DESCRIPTION OF THE TASK: How many lines in the entries below contain the string "crate"? Reply with the number only.
== Segment start ==
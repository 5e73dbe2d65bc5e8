//! Two-pass assembler and disassembler.
//!
//! First pass walks the text once to resolve every label to a byte
//! address; the second pass re-walks it to emit one encoded word per
//! instruction, now free to resolve forward references. Errors are
//! collected per line rather than raised eagerly, so a caller sees
//! every mistake in a source file in one pass instead of one at a
//! time.

use std::collections::HashMap;

pub use crate::common::AssembleError;
use crate::core::control;

/// The implicit stack pointer used by PUSH/POP. Distinct from
/// `control::LINK_REG`; PUSH/POP do not auto-adjust it -- callers
/// manage it explicitly with ADDI, the same as any other register.
pub const SP_REG: u8 = 29;

struct Line<'a> {
    number: usize,
    label: Option<&'a str>,
    instruction: Option<&'a str>,
}

fn strip_comment(line: &str) -> &str {
    match line.find(';') {
        Some(idx) => &line[..idx],
        None => line,
    }
}

fn split_label(line: &str) -> (Option<&str>, Option<&str>) {
    let line = line.trim();
    if let Some(colon) = line.find(':') {
        let label = line[..colon].trim();
        let rest = line[colon + 1..].trim();
        let rest = if rest.is_empty() { None } else { Some(rest) };
        (Some(label), rest)
    } else {
        (None, Some(line))
    }
}

fn parse_lines(text: &str) -> Vec<Line<'_>> {
    text.lines()
        .enumerate()
        .filter_map(|(i, raw)| {
            let stripped = strip_comment(raw).trim();
            if stripped.is_empty() {
                return None;
            }
            let (label, instruction) = split_label(stripped);
            Some(Line {
                number: i + 1,
                label,
                instruction,
            })
        })
        .collect()
}

fn parse_register(tok: &str) -> Result<u8, String> {
    let tok = tok.trim();
    if tok.len() < 2 || !tok.as_bytes()[0].eq_ignore_ascii_case(&b'r') {
        return Err(format!("expected a register, found '{}'", tok));
    }
    tok[1..]
        .parse::<u32>()
        .ok()
        .filter(|n| *n < 32)
        .map(|n| n as u8)
        .ok_or_else(|| format!("invalid register '{}'", tok))
}

fn parse_literal(tok: &str) -> Result<i64, String> {
    let tok = tok.trim().trim_start_matches('#');
    let (negative, tok) = match tok.strip_prefix('-') {
        Some(rest) => (true, rest),
        None => (false, tok),
    };
    let value = if let Some(hex) = tok.strip_prefix("0x").or_else(|| tok.strip_prefix("0X")) {
        i64::from_str_radix(hex, 16)
    } else if let Some(bin) = tok.strip_prefix("0b").or_else(|| tok.strip_prefix("0B")) {
        i64::from_str_radix(bin, 2)
    } else {
        tok.parse::<i64>()
    }
    .map_err(|_| format!("invalid numeric literal '{}'", tok))?;
    Ok(if negative { -value } else { value })
}

/// Parses a literal-or-label operand into a sign-extendable value,
/// resolving the label against `symbols` if present, relative to
/// `current_address`. Resolves to the encoded word-displacement
/// `(target - current) >> 2` for a symbol, or the literal value
/// unchanged otherwise.
fn parse_branch_operand(
    tok: &str,
    symbols: &HashMap<String, u32>,
    current_address: u32,
) -> Result<i64, String> {
    let tok = tok.trim();
    if let Some(&target) = symbols.get(tok) {
        Ok((target as i64 - current_address as i64) >> 2)
    } else if tok.chars().next().map(|c| c.is_ascii_digit() || c == '#' || c == '-').unwrap_or(false) {
        parse_literal(tok)
    } else {
        Err(format!("undefined label '{}'", tok))
    }
}

fn split_operands(rest: &str) -> Vec<&str> {
    rest.split(',').map(str::trim).filter(|s| !s.is_empty()).collect()
}

/// Parses the bracketed `[Rs1 + imm]` / `[Rs1]` memory operand.
fn parse_memory_operand(tok: &str) -> Result<(u8, i64), String> {
    let tok = tok.trim();
    let inner = tok
        .strip_prefix('[')
        .and_then(|s| s.strip_suffix(']'))
        .ok_or_else(|| format!("expected '[Rs1 + imm]', found '{}'", tok))?;
    match inner.split_once('+') {
        Some((base, imm)) => Ok((parse_register(base)?, parse_literal(imm)?)),
        None => Ok((parse_register(inner)?, 0)),
    }
}

fn encode_reg(opcode: u8, dest: u8, src1: u8, src2: u8) -> u32 {
    (opcode as u32) << 24 | (dest as u32) << 16 | (src1 as u32) << 8 | src2 as u32
}

fn encode_imm(opcode: u8, dest: u8, src1: u8, imm: i64) -> u32 {
    (opcode as u32) << 24 | (dest as u32) << 16 | (src1 as u32) << 8 | (imm as u8 as u32)
}

fn assemble_instruction(
    text: &str,
    symbols: &HashMap<String, u32>,
    current_address: u32,
) -> Result<u32, String> {
    let mut parts = text.splitn(2, char::is_whitespace);
    let mnemonic = parts.next().unwrap_or("").to_ascii_uppercase();
    let rest = parts.next().unwrap_or("").trim();
    let operands = split_operands(rest);

    if mnemonic == "MOV" {
        if operands.len() != 2 {
            return Err("MOV expects 2 operands".into());
        }
        let dest = parse_register(operands[0])?;
        let src = parse_register(operands[1])?;
        return Ok(encode_reg(control::ADD, dest, src, 0));
    }

    let opcode = control::opcode_of(&mnemonic).ok_or_else(|| format!("unknown opcode '{}'", mnemonic))?;

    use control::*;
    match opcode {
        ADD..=DIV => {
            if operands.len() != 3 {
                return Err(format!("{} expects 3 operands", mnemonic));
            }
            let dest = parse_register(operands[0])?;
            let src1 = parse_register(operands[1])?;
            let src2 = parse_register(operands[2])?;
            Ok(encode_reg(opcode, dest, src1, src2))
        }
        ADDI..=SLTI => {
            if operands.len() != 3 {
                return Err(format!("{} expects 3 operands", mnemonic));
            }
            let dest = parse_register(operands[0])?;
            let src1 = parse_register(operands[1])?;
            let imm = parse_literal(operands[2])?;
            Ok(encode_imm(opcode, dest, src1, imm))
        }
        MOVI => {
            if operands.len() != 2 {
                return Err("MOVI expects 2 operands".into());
            }
            let dest = parse_register(operands[0])?;
            let imm = parse_literal(operands[1])?;
            Ok(encode_imm(opcode, dest, 0, imm))
        }
        LOAD | POP => {
            if operands.len() != 2 {
                return Err(format!("{} expects 2 operands", mnemonic));
            }
            let dest = parse_register(operands[0])?;
            let (base, imm) = if opcode == POP {
                (SP_REG, 0)
            } else {
                parse_memory_operand(operands[1])?
            };
            Ok(encode_imm(opcode, dest, base, imm))
        }
        STORE => {
            if operands.len() != 2 {
                return Err("STORE expects 2 operands".into());
            }
            let value = parse_register(operands[0])?;
            let (base, imm) = parse_memory_operand(operands[1])?;
            Ok(encode_imm(opcode, value, base, imm))
        }
        PUSH => {
            if operands.len() != 1 {
                return Err("PUSH expects 1 operand".into());
            }
            let value = parse_register(operands[0])?;
            Ok(encode_imm(opcode, value, SP_REG, 0))
        }
        JMP | CALL => {
            if operands.len() != 1 {
                return Err(format!("{} expects 1 operand", mnemonic));
            }
            let disp = parse_branch_operand(operands[0], symbols, current_address)?;
            Ok(encode_imm(opcode, 0, 0, disp))
        }
        BEQ | BNE | BLT | BGE => {
            if operands.len() != 3 {
                return Err(format!("{} expects 3 operands", mnemonic));
            }
            let rs1 = parse_register(operands[0])?;
            let rs2 = parse_register(operands[1])?;
            let disp = parse_branch_operand(operands[2], symbols, current_address)?;
            Ok(encode_imm(opcode, rs1, rs2, disp))
        }
        RET | HALT => {
            if !operands.is_empty() {
                return Err(format!("{} takes no operands", mnemonic));
            }
            Ok(encode_reg(opcode, 0, 0, 0))
        }
        IO_READ => {
            if operands.len() != 2 {
                return Err("IO_READ expects 2 operands".into());
            }
            let dest = parse_register(operands[0])?;
            let port = parse_literal(operands[1])?;
            Ok(encode_imm(opcode, dest, 0, port))
        }
        IO_WRITE => {
            if operands.len() != 2 {
                return Err("IO_WRITE expects 2 operands".into());
            }
            let value = parse_register(operands[0])?;
            let port = parse_literal(operands[1])?;
            Ok(encode_imm(opcode, value, 0, port))
        }
        _ => Err(format!("unsupported opcode '{}'", mnemonic)),
    }
}

/// Assembles `text` into a sequence of 32-bit words, or a batch of
/// line-tagged errors if any line fails. No partial machine code is
/// emitted on error.
pub fn assemble(text: &str) -> Result<Vec<u32>, Vec<AssembleError>> {
    let lines = parse_lines(text);

    let mut symbols = HashMap::new();
    let mut address = 0u32;
    for line in &lines {
        if let Some(label) = line.label {
            symbols.insert(label.to_string(), address);
        }
        if line.instruction.is_some() {
            address += 4;
        }
    }

    let mut words = Vec::new();
    let mut errors = Vec::new();
    let mut address = 0u32;
    for line in &lines {
        let Some(instruction) = line.instruction else {
            continue;
        };
        match assemble_instruction(instruction, &symbols, address) {
            Ok(word) => words.push(word),
            Err(message) => errors.push(AssembleError {
                line: line.number,
                message,
            }),
        }
        address += 4;
    }

    if errors.is_empty() {
        Ok(words)
    } else {
        Err(errors)
    }
}

/// Disassembles one 32-bit word into its textual form. Unknown
/// opcodes render as a raw hex comment.
pub fn disassemble(word: u32) -> String {
    let d = control::decode(word);
    use control::*;
    let Some(mnemonic) = control::mnemonic(d.opcode) else {
        return format!("; unknown opcode {:#04x}", d.opcode);
    };

    match d.opcode {
        ADD..=DIV => format!("{} R{}, R{}, R{}", mnemonic, d.dest, d.src1, d.src2),
        ADDI..=SLTI => format!("{} R{}, R{}, #{}", mnemonic, d.dest, d.src1, d.immediate),
        MOVI => format!("MOVI R{}, #{}", d.dest, d.immediate),
        LOAD => format!("LOAD R{}, [R{} + {}]", d.dest, d.src1, d.immediate),
        STORE => format!("STORE R{}, [R{} + {}]", d.dest, d.src1, d.immediate),
        POP => format!("POP R{}", d.dest),
        PUSH => format!("PUSH R{}", d.dest),
        JMP | CALL => format!("{} {}", mnemonic, d.immediate),
        BEQ | BNE | BLT | BGE => {
            format!("{} R{}, R{}, {}", mnemonic, d.dest, d.src1, d.immediate)
        }
        RET | HALT => mnemonic.to_string(),
        IO_READ => format!("IO_READ R{}, {}", d.dest, d.immediate),
        IO_WRITE => format!("IO_WRITE R{}, {}", d.dest, d.immediate),
        _ => format!("; unsupported opcode {:#04x}", d.opcode),
    }
}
== Segment end ==
WRITTEN ANSWER: 2